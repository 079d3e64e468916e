use rusqlite::Connection;
use std::path::Path;

pub const DB_FILE: &str = "gradebook.sqlite3";

pub fn open_db(workspace: &Path) -> anyhow::Result<Connection> {
    std::fs::create_dir_all(workspace)?;
    let db_path = workspace.join(DB_FILE);
    let conn = Connection::open(db_path)?;
    conn.execute("PRAGMA foreign_keys = ON", [])?;

    conn.execute(
        "CREATE TABLE IF NOT EXISTS students(
            id TEXT PRIMARY KEY,
            enrollment_no TEXT NOT NULL UNIQUE COLLATE NOCASE,
            first_name TEXT,
            middle_name TEXT,
            last_name TEXT,
            second_last_name TEXT,
            term TEXT,
            group_code TEXT,
            sex TEXT,
            active INTEGER NOT NULL DEFAULT 1,
            registered_at TEXT NOT NULL,
            p1_average REAL,
            p2_average REAL,
            p3_average REAL,
            final_exam REAL,
            final_average INTEGER,
            updated_at TEXT
        )",
        [],
    )?;
    conn.execute(
        "CREATE INDEX IF NOT EXISTS idx_students_term_group ON students(term, group_code)",
        [],
    )?;

    conn.execute(
        "CREATE TABLE IF NOT EXISTS subjects(
            id TEXT PRIMARY KEY,
            code TEXT NOT NULL UNIQUE COLLATE NOCASE,
            name TEXT NOT NULL
        )",
        [],
    )?;

    // term is '' for unscoped records: SQLite treats NULLs as distinct in
    // unique indexes, which would break the keyed upsert.
    conn.execute(
        "CREATE TABLE IF NOT EXISTS enrollment_grades(
            id TEXT PRIMARY KEY,
            student_id TEXT NOT NULL,
            subject_id TEXT NOT NULL,
            term TEXT NOT NULL DEFAULT '',
            p1 REAL,
            p2 REAL,
            p3 REAL,
            partial_average INTEGER,
            final_exam REAL,
            final_grade INTEGER,
            created_at TEXT,
            updated_at TEXT,
            FOREIGN KEY(student_id) REFERENCES students(id),
            FOREIGN KEY(subject_id) REFERENCES subjects(id),
            UNIQUE(student_id, subject_id, term)
        )",
        [],
    )?;
    conn.execute(
        "CREATE INDEX IF NOT EXISTS idx_enrollment_grades_student ON enrollment_grades(student_id)",
        [],
    )?;
    conn.execute(
        "CREATE INDEX IF NOT EXISTS idx_enrollment_grades_subject ON enrollment_grades(subject_id)",
        [],
    )?;

    conn.execute(
        "CREATE TABLE IF NOT EXISTS calc_settings(
            id INTEGER PRIMARY KEY CHECK(id = 1),
            round_policy TEXT NOT NULL DEFAULT 'half_up',
            partials_weight REAL NOT NULL DEFAULT 0.5,
            exam_weight REAL NOT NULL DEFAULT 0.5
        )",
        [],
    )?;
    conn.execute(
        "INSERT OR IGNORE INTO calc_settings(id, round_policy, partials_weight, exam_weight)
         VALUES(1, 'half_up', 0.5, 0.5)",
        [],
    )?;

    // scope_term '' applies the exclusion to every term.
    conn.execute(
        "CREATE TABLE IF NOT EXISTS excluded_subjects(
            scope_term TEXT NOT NULL DEFAULT '',
            subject_code TEXT NOT NULL COLLATE NOCASE,
            PRIMARY KEY(scope_term, subject_code)
        )",
        [],
    )?;

    ensure_students_updated_at(&conn)?;

    Ok(conn)
}

fn ensure_students_updated_at(conn: &Connection) -> anyhow::Result<()> {
    if table_has_column(conn, "students", "updated_at")? {
        return Ok(());
    }
    conn.execute("ALTER TABLE students ADD COLUMN updated_at TEXT", [])?;
    Ok(())
}

fn table_has_column(conn: &Connection, table: &str, column: &str) -> anyhow::Result<bool> {
    let sql = format!("PRAGMA table_info({})", table);
    let mut stmt = conn.prepare(&sql)?;
    let mut rows = stmt.query([])?;
    while let Some(row) = rows.next()? {
        let name: String = row.get(1)?;
        if name == column {
            return Ok(true);
        }
    }
    Ok(false)
}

**What is needed:** All lines in the records above that contain "Connection" are to be reported.

**Response area:**
use rusqlite::Connection;
pub fn open_db(workspace: &Path) -> anyhow::Result<Connection> {
    let conn = Connection::open(db_path)?;
fn ensure_students_updated_at(conn: &Connection) -> anyhow::Result<()> {
fn table_has_column(conn: &Connection, table: &str, column: &str) -> anyhow::Result<bool> {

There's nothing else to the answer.